■ **ASSIGNMENT**
Reproduce all entries precisely as they are written.
━━━━━ DATASET ━━━━━
//! Nonce action list: routing whole families of actions through fragments.
//!
//! Security nonces are the classic cache-buster: they differ per user, so a
//! page embedding one can never be shared. Registering the nonce's action
//! here virtualizes it: the nonce becomes its own fragment with its own
//! policy while the page stays publicly cacheable. The list is built once at
//! startup (seed config plus an optional published list) and is read-only
//! within a request.

use regex::{Regex, RegexBuilder};
use thiserror::Error;
use tracing::debug;

use crate::control::CacheControl;

#[derive(Debug, Error)]
pub enum NonceFetchError {
    #[error("failed to fetch remote nonce action list: {0}")]
    Request(#[from] reqwest::Error),
}

#[derive(Debug)]
enum Matcher {
    Exact,
    Wildcard(Regex),
}

#[derive(Debug)]
struct NonceRule {
    pattern: String,
    matcher: Matcher,
    control: CacheControl,
}

/// Ordered action-pattern → cache-control-override table.
#[derive(Debug, Default)]
pub struct NonceActionList {
    rules: Vec<NonceRule>,
}

impl NonceActionList {
    pub fn new() -> Self {
        Self::default()
    }

    /// Register from a config line: `"<action-pattern>[ <control>]"`.
    ///
    /// Anything after the first whitespace is the cache-control override for
    /// that pattern; absent means no override.
    pub fn register_line(&mut self, line: &str) {
        let mut parts = line.trim().splitn(2, char::is_whitespace);
        let Some(pattern) = parts.next().filter(|p| !p.is_empty()) else {
            return;
        };
        let control = parts
            .next()
            .map(|raw| CacheControl::parse(raw.trim()))
            .unwrap_or_default();
        self.register(pattern, control);
    }

    /// Register an action pattern. `*` matches any run of characters; the
    /// matcher is compiled once here, never per lookup. Re-registering an
    /// existing pattern is a no-op, keeping first-registration precedence.
    pub fn register(&mut self, pattern: &str, control: CacheControl) {
        if self.rules.iter().any(|rule| rule.pattern == pattern) {
            return;
        }

        let matcher = if pattern.contains('*') {
            Matcher::Wildcard(glob_to_regex(pattern))
        } else {
            Matcher::Exact
        };

        debug!(pattern, "registered nonce action");
        self.rules.push(NonceRule {
            pattern: pattern.to_string(),
            matcher,
            control,
        });
    }

    /// The cache-control override for `action`, if any pattern matches.
    ///
    /// Exact entries are checked by plain equality before any pattern scan;
    /// within each class the first registration wins.
    pub fn lookup(&self, action: &str) -> Option<&CacheControl> {
        self.rules
            .iter()
            .find(|rule| matches!(rule.matcher, Matcher::Exact) && rule.pattern == action)
            .or_else(|| {
                self.rules.iter().find(|rule| match &rule.matcher {
                    Matcher::Wildcard(regex) => regex.is_match(action),
                    Matcher::Exact => false,
                })
            })
            .map(|rule| &rule.control)
    }

    pub fn is_empty(&self) -> bool {
        self.rules.is_empty()
    }

    pub fn len(&self) -> usize {
        self.rules.len()
    }
}

/// Compile a `*`-glob into an anchored, case-insensitive matcher.
fn glob_to_regex(pattern: &str) -> Regex {
    let escaped = regex::escape(pattern).replace("\\*", ".*");
    RegexBuilder::new(&format!("^{escaped}$"))
        .case_insensitive(true)
        .build()
        .expect("escaped glob pattern always compiles")
}

/// Download a published action list: one action per line, `#` starts a
/// comment, blank lines are skipped. Best-effort: the caller treats a
/// failure as "no remote list", never retries.
pub async fn fetch_remote_actions(url: &str) -> Result<Vec<String>, NonceFetchError> {
    let body = reqwest::get(url).await?.error_for_status()?.text().await?;
    Ok(parse_action_lines(&body))
}

/// Parse a nonce list document into clean action lines.
pub fn parse_action_lines(text: &str) -> Vec<String> {
    text.lines()
        .map(|line| match line.find('#') {
            Some(idx) => line[..idx].trim(),
            None => line.trim(),
        })
        .filter(|line| !line.is_empty())
        .map(str::to_string)
        .collect()
}

/// Merge a local seed list with a fetched one, de-duplicating while keeping
/// first-seen order so registration precedence stays stable.
pub fn merge_action_lists(local: &[String], fetched: Vec<String>) -> Vec<String> {
    let mut merged: Vec<String> = Vec::with_capacity(local.len() + fetched.len());
    for action in local.iter().cloned().chain(fetched) {
        if !merged.contains(&action) {
            merged.push(action);
        }
    }
    merged
}

#[cfg(test)]
mod tests {
    use super::*;

    #[test]
    fn wildcard_matches_the_family_only() {
        let mut list = NonceActionList::new();
        list.register("comment_*", CacheControl::none());

        assert!(list.lookup("comment_form_nonce").is_some());
        assert!(list.lookup("COMMENT_reply").is_some());
        assert!(list.lookup("other_nonce").is_none());
        assert!(list.lookup("my_comment_form").is_none());
    }

    #[test]
    fn exact_match_wins_over_an_earlier_wildcard() {
        let mut list = NonceActionList::new();
        list.register("comment_*", CacheControl::parse("private"));
        list.register("comment_form_nonce", CacheControl::none());

        let control = list.lookup("comment_form_nonce").unwrap();
        assert!(!control.has_private());
    }

    #[test]
    fn first_registered_wildcard_wins() {
        let mut list = NonceActionList::new();
        list.register("a_*", CacheControl::parse("private"));
        list.register("a_b*", CacheControl::parse("no-vary"));

        let control = list.lookup("a_b_c").unwrap();
        assert!(control.has_private());
        assert!(!control.has_no_vary());
    }

    #[test]
    fn re_registration_is_a_no_op() {
        let mut list = NonceActionList::new();
        list.register("subscribe", CacheControl::parse("private"));
        list.register("subscribe", CacheControl::none());

        assert_eq!(list.len(), 1);
        assert!(list.lookup("subscribe").unwrap().has_private());
    }

    #[test]
    fn register_line_splits_off_the_control_override() {
        let mut list = NonceActionList::new();
        list.register_line("stats_* private,no-vary");
        list.register_line("plain_nonce");
        list.register_line("");

        assert_eq!(list.len(), 2);
        assert!(list.lookup("stats_daily").unwrap().has_private());
        assert!(list.lookup("plain_nonce").unwrap().is_empty());
    }

    #[test]
    fn glob_escape_neutralizes_regex_metacharacters() {
        let mut list = NonceActionList::new();
        list.register("a.b*", CacheControl::none());

        assert!(list.lookup("a.b_nonce").is_some());
        // `.` must not act as a regex wildcard.
        assert!(list.lookup("aXb_nonce").is_none());
    }

    #[test]
    fn action_lines_drop_comments_and_blanks() {
        let text = "subscribe_nonce\n# full comment line\nstats_* # trailing comment\n\n  \n";
        assert_eq!(
            parse_action_lines(text),
            vec!["subscribe_nonce".to_string(), "stats_*".to_string()]
        );
    }

    #[test]
    fn merge_keeps_first_seen_order() {
        let local = vec!["a".to_string(), "b".to_string()];
        let merged = merge_action_lists(&local, vec!["b".into(), "c".into(), "a".into()]);
        assert_eq!(merged, vec!["a".to_string(), "b".to_string(), "c".to_string()]);
    }
}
━━━━━
■ **WRITTEN SOLUTION**
//! Nonce action list: routing whole families of actions through fragments.
//!
//! Security nonces are the classic cache-buster: they differ per user, so a
//! page embedding one can never be shared. Registering the nonce's action
//! here virtualizes it: the nonce becomes its own fragment with its own
//! policy while the page stays publicly cacheable. The list is built once at
//! startup (seed config plus an optional published list) and is read-only
//! within a request.

use regex::{Regex, RegexBuilder};
use thiserror::Error;
use tracing::debug;

use crate::control::CacheControl;

#[derive(Debug, Error)]
pub enum NonceFetchError {
    #[error("failed to fetch remote nonce action list: {0}")]
    Request(#[from] reqwest::Error),
}

#[derive(Debug)]
enum Matcher {
    Exact,
    Wildcard(Regex),
}

#[derive(Debug)]
struct NonceRule {
    pattern: String,
    matcher: Matcher,
    control: CacheControl,
}

/// Ordered action-pattern → cache-control-override table.
#[derive(Debug, Default)]
pub struct NonceActionList {
    rules: Vec<NonceRule>,
}

impl NonceActionList {
    pub fn new() -> Self {
        Self::default()
    }

    /// Register from a config line: `"<action-pattern>[ <control>]"`.
    ///
    /// Anything after the first whitespace is the cache-control override for
    /// that pattern; absent means no override.
    pub fn register_line(&mut self, line: &str) {
        let mut parts = line.trim().splitn(2, char::is_whitespace);
        let Some(pattern) = parts.next().filter(|p| !p.is_empty()) else {
            return;
        };
        let control = parts
            .next()
            .map(|raw| CacheControl::parse(raw.trim()))
            .unwrap_or_default();
        self.register(pattern, control);
    }

    /// Register an action pattern. `*` matches any run of characters; the
    /// matcher is compiled once here, never per lookup. Re-registering an
    /// existing pattern is a no-op, keeping first-registration precedence.
    pub fn register(&mut self, pattern: &str, control: CacheControl) {
        if self.rules.iter().any(|rule| rule.pattern == pattern) {
            return;
        }

        let matcher = if pattern.contains('*') {
            Matcher::Wildcard(glob_to_regex(pattern))
        } else {
            Matcher::Exact
        };

        debug!(pattern, "registered nonce action");
        self.rules.push(NonceRule {
            pattern: pattern.to_string(),
            matcher,
            control,
        });
    }

    /// The cache-control override for `action`, if any pattern matches.
    ///
    /// Exact entries are checked by plain equality before any pattern scan;
    /// within each class the first registration wins.
    pub fn lookup(&self, action: &str) -> Option<&CacheControl> {
        self.rules
            .iter()
            .find(|rule| matches!(rule.matcher, Matcher::Exact) && rule.pattern == action)
            .or_else(|| {
                self.rules.iter().find(|rule| match &rule.matcher {
                    Matcher::Wildcard(regex) => regex.is_match(action),
                    Matcher::Exact => false,
                })
            })
            .map(|rule| &rule.control)
    }

    pub fn is_empty(&self) -> bool {
        self.rules.is_empty()
    }

    pub fn len(&self) -> usize {
        self.rules.len()
    }
}

/// Compile a `*`-glob into an anchored, case-insensitive matcher.
fn glob_to_regex(pattern: &str) -> Regex {
    let escaped = regex::escape(pattern).replace("\\*", ".*");
    RegexBuilder::new(&format!("^{escaped}$"))
        .case_insensitive(true)
        .build()
        .expect("escaped glob pattern always compiles")
}

/// Download a published action list: one action per line, `#` starts a
/// comment, blank lines are skipped. Best-effort: the caller treats a
/// failure as "no remote list", never retries.
pub async fn fetch_remote_actions(url: &str) -> Result<Vec<String>, NonceFetchError> {
    let body = reqwest::get(url).await?.error_for_status()?.text().await?;
    Ok(parse_action_lines(&body))
}

/// Parse a nonce list document into clean action lines.
pub fn parse_action_lines(text: &str) -> Vec<String> {
    text.lines()
        .map(|line| match line.find('#') {
            Some(idx) => line[..idx].trim(),
            None => line.trim(),
        })
        .filter(|line| !line.is_empty())
        .map(str::to_string)
        .collect()
}

/// Merge a local seed list with a fetched one, de-duplicating while keeping
/// first-seen order so registration precedence stays stable.
pub fn merge_action_lists(local: &[String], fetched: Vec<String>) -> Vec<String> {
    let mut merged: Vec<String> = Vec::with_capacity(local.len() + fetched.len());
    for action in local.iter().cloned().chain(fetched) {
        if !merged.contains(&action) {
            merged.push(action);
        }
    }
    merged
}

#[cfg(test)]
mod tests {
    use super::*;

    #[test]
    fn wildcard_matches_the_family_only() {
        let mut list = NonceActionList::new();
        list.register("comment_*", CacheControl::none());

        assert!(list.lookup("comment_form_nonce").is_some());
        assert!(list.lookup("COMMENT_reply").is_some());
        assert!(list.lookup("other_nonce").is_none());
        assert!(list.lookup("my_comment_form").is_none());
    }

    #[test]
    fn exact_match_wins_over_an_earlier_wildcard() {
        let mut list = NonceActionList::new();
        list.register("comment_*", CacheControl::parse("private"));
        list.register("comment_form_nonce", CacheControl::none());

        let control = list.lookup("comment_form_nonce").unwrap();
        assert!(!control.has_private());
    }

    #[test]
    fn first_registered_wildcard_wins() {
        let mut list = NonceActionList::new();
        list.register("a_*", CacheControl::parse("private"));
        list.register("a_b*", CacheControl::parse("no-vary"));

        let control = list.lookup("a_b_c").unwrap();
        assert!(control.has_private());
        assert!(!control.has_no_vary());
    }

    #[test]
    fn re_registration_is_a_no_op() {
        let mut list = NonceActionList::new();
        list.register("subscribe", CacheControl::parse("private"));
        list.register("subscribe", CacheControl::none());

        assert_eq!(list.len(), 1);
        assert!(list.lookup("subscribe").unwrap().has_private());
    }

    #[test]
    fn register_line_splits_off_the_control_override() {
        let mut list = NonceActionList::new();
        list.register_line("stats_* private,no-vary");
        list.register_line("plain_nonce");
        list.register_line("");

        assert_eq!(list.len(), 2);
        assert!(list.lookup("stats_daily").unwrap().has_private());
        assert!(list.lookup("plain_nonce").unwrap().is_empty());
    }

    #[test]
    fn glob_escape_neutralizes_regex_metacharacters() {
        let mut list = NonceActionList::new();
        list.register("a.b*", CacheControl::none());

        assert!(list.lookup("a.b_nonce").is_some());
        // `.` must not act as a regex wildcard.
        assert!(list.lookup("aXb_nonce").is_none());
    }

    #[test]
    fn action_lines_drop_comments_and_blanks() {
        let text = "subscribe_nonce\n# full comment line\nstats_* # trailing comment\n\n  \n";
        assert_eq!(
            parse_action_lines(text),
            vec!["subscribe_nonce".to_string(), "stats_*".to_string()]
        );
    }

    #[test]
    fn merge_keeps_first_seen_order() {
        let local = vec!["a".to_string(), "b".to_string()];
        let merged = merge_action_lists(&local, vec!["b".into(), "c".into(), "a".into()]);
        assert_eq!(merged, vec!["a".to_string(), "b".to_string(), "c".to_string()]);
    }
}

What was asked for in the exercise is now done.